A brief is prepared by an External Assessment Centre and agreed by NICE and the Committee. It describes the aims of the systematic review and the methodology to be used, including a table setting out the relevant population, intervention, comparator and outcomes (PICO).

External Assessment Centres do systematic reviews using methods proposed by the Centre for Reviews and Dissemination and the Cochrane Collaboration. Systematic reviews include evidence from all available relevant scientific sources, including published research and conference abstracts, with the aim of providing the most up‑to‑date body of information. Unpublished sources of information are also sought and, if they are used, this is stated clearly in the report. The review process incorporates a formal assessment of the methodological quality of included full‑text studies, and indicates if material is unpublished.

The systematic review and related documents are published on NICE's website with the consultation document at the time of consultation.

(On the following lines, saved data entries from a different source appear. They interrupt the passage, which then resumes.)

//! Records that flow from the device tasks to the report.

use std::fmt;

use crate::error::DeviceError;

/// A device identifier from the inventory (hostname or IP address).
#[derive(Debug, Clone, PartialEq, Eq, Hash, PartialOrd, Ord)]
pub struct Host(String);

impl Host {
    /// Create a host from an inventory entry.
    pub fn new(name: impl Into<String>) -> Self {
        Self(name.into())
    }

    /// The hostname or address as written in the inventory.
    pub fn as_str(&self) -> &str {
        &self.0
    }
}

impl fmt::Display for Host {
    fn fmt(&self, f: &mut fmt::Formatter<'_>) -> fmt::Result {
        f.write_str(&self.0)
    }
}

impl From<&str> for Host {
    fn from(name: &str) -> Self {
        Self::new(name)
    }
}

/// Raw text returned by one device for one command.
#[derive(Debug, Clone)]
pub struct RawCommandOutput {
    /// Device the output came from.
    pub host: Host,

    /// Command that produced it.
    pub command: String,

    /// Output with command echo and trailing prompt removed.
    pub text: String,
}

/// Port-profile state of a single interface.
#[derive(Debug, Clone, PartialEq, Eq, Default)]
pub struct InterfaceRecord {
    /// Interface name as the device prints it (e.g. `Ethernet1/1`).
    pub interface: String,

    /// Inherited port-profile, if any.
    pub port_profile: Option<String>,

    /// Access VLAN, if reported.
    pub vlan: Option<String>,

    /// Interface description, if configured.
    pub description: Option<String>,
}

impl InterfaceRecord {
    /// Create a record with no optional fields set.
    pub fn new(interface: impl Into<String>) -> Self {
        Self {
            interface: interface.into(),
            ..Default::default()
        }
    }

    pub fn with_port_profile(mut self, profile: impl Into<String>) -> Self {
        self.port_profile = Some(profile.into());
        self
    }

    pub fn with_vlan(mut self, vlan: impl Into<String>) -> Self {
        self.vlan = Some(vlan.into());
        self
    }

    pub fn with_description(mut self, description: impl Into<String>) -> Self {
        self.description = Some(description.into());
        self
    }
}

/// Whether a device was polled successfully.
#[derive(Debug, Clone, Copy, PartialEq, Eq, Hash)]
pub enum DeviceStatus {
    Success,
    Failed,
}

impl fmt::Display for DeviceStatus {
    fn fmt(&self, f: &mut fmt::Formatter<'_>) -> fmt::Result {
        match self {
            DeviceStatus::Success => f.write_str("Success"),
            DeviceStatus::Failed => f.write_str("Failed"),
        }
    }
}

/// What a device task ended with.
#[derive(Debug, Clone, PartialEq, Eq)]
pub enum Outcome {
    /// Records in device output order; may be empty.
    Success(Vec<InterfaceRecord>),

    /// Classified failure.
    Failed(DeviceError),
}

/// The single result a device task produces for its host.
#[derive(Debug, Clone, PartialEq, Eq)]
pub struct DeviceResult {
    pub host: Host,
    pub outcome: Outcome,
}

impl DeviceResult {
    pub fn success(host: Host, records: Vec<InterfaceRecord>) -> Self {
        Self {
            host,
            outcome: Outcome::Success(records),
        }
    }

    pub fn failed(host: Host, error: DeviceError) -> Self {
        Self {
            host,
            outcome: Outcome::Failed(error),
        }
    }

    pub fn status(&self) -> DeviceStatus {
        match self.outcome {
            Outcome::Success(_) => DeviceStatus::Success,
            Outcome::Failed(_) => DeviceStatus::Failed,
        }
    }

    /// Parsed records; empty for a failed device.
    pub fn records(&self) -> &[InterfaceRecord] {
        match &self.outcome {
            Outcome::Success(records) => records,
            Outcome::Failed(_) => &[],
        }
    }

    /// The failure, present iff the device failed.
    pub fn error(&self) -> Option<&DeviceError> {
        match &self.outcome {
            Outcome::Success(_) => None,
            Outcome::Failed(err) => Some(err),
        }
    }

    pub fn is_success(&self) -> bool {
        self.status() == DeviceStatus::Success
    }
}

#[cfg(test)]
mod tests {
    use super::*;
    use crate::error::ParseError;

    #[test]
    fn test_failed_result_has_error_and_no_records() {
        let result = DeviceResult::failed(Host::new("sw1"), ParseError::Empty.into());
        assert_eq!(result.status(), DeviceStatus::Failed);
        assert!(result.records().is_empty());
        assert!(result.error().is_some());
    }

    #[test]
    fn test_success_result_keeps_record_order() {
        let records = vec![
            InterfaceRecord::new("Ethernet1/2").with_port_profile("B"),
            InterfaceRecord::new("Ethernet1/1").with_port_profile("A"),
        ];
        let result = DeviceResult::success(Host::new("sw1"), records);
        assert!(result.is_success());
        assert!(result.error().is_none());
        assert_eq!(result.records()[0].interface, "Ethernet1/2");
        assert_eq!(result.records()[1].interface, "Ethernet1/1");
    }
}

For each systematic review, the External Assessment Centre seeks clinical advice specific to the procedure(s) under assessment. The Centre is responsible for getting this advice. In preparing the systematic review, the Centre may also need input from appropriate individuals and organisations, including:

  • companies, if a medical device or devices are involved in the procedure

  • patient groups, for example, in the interpretation of patient‑reported outcomes

  • regulators such as the Medicines and Healthcare products Regulatory Agency and the US Food and Drug Administration, in relation to the regulatory status of products and safety reports.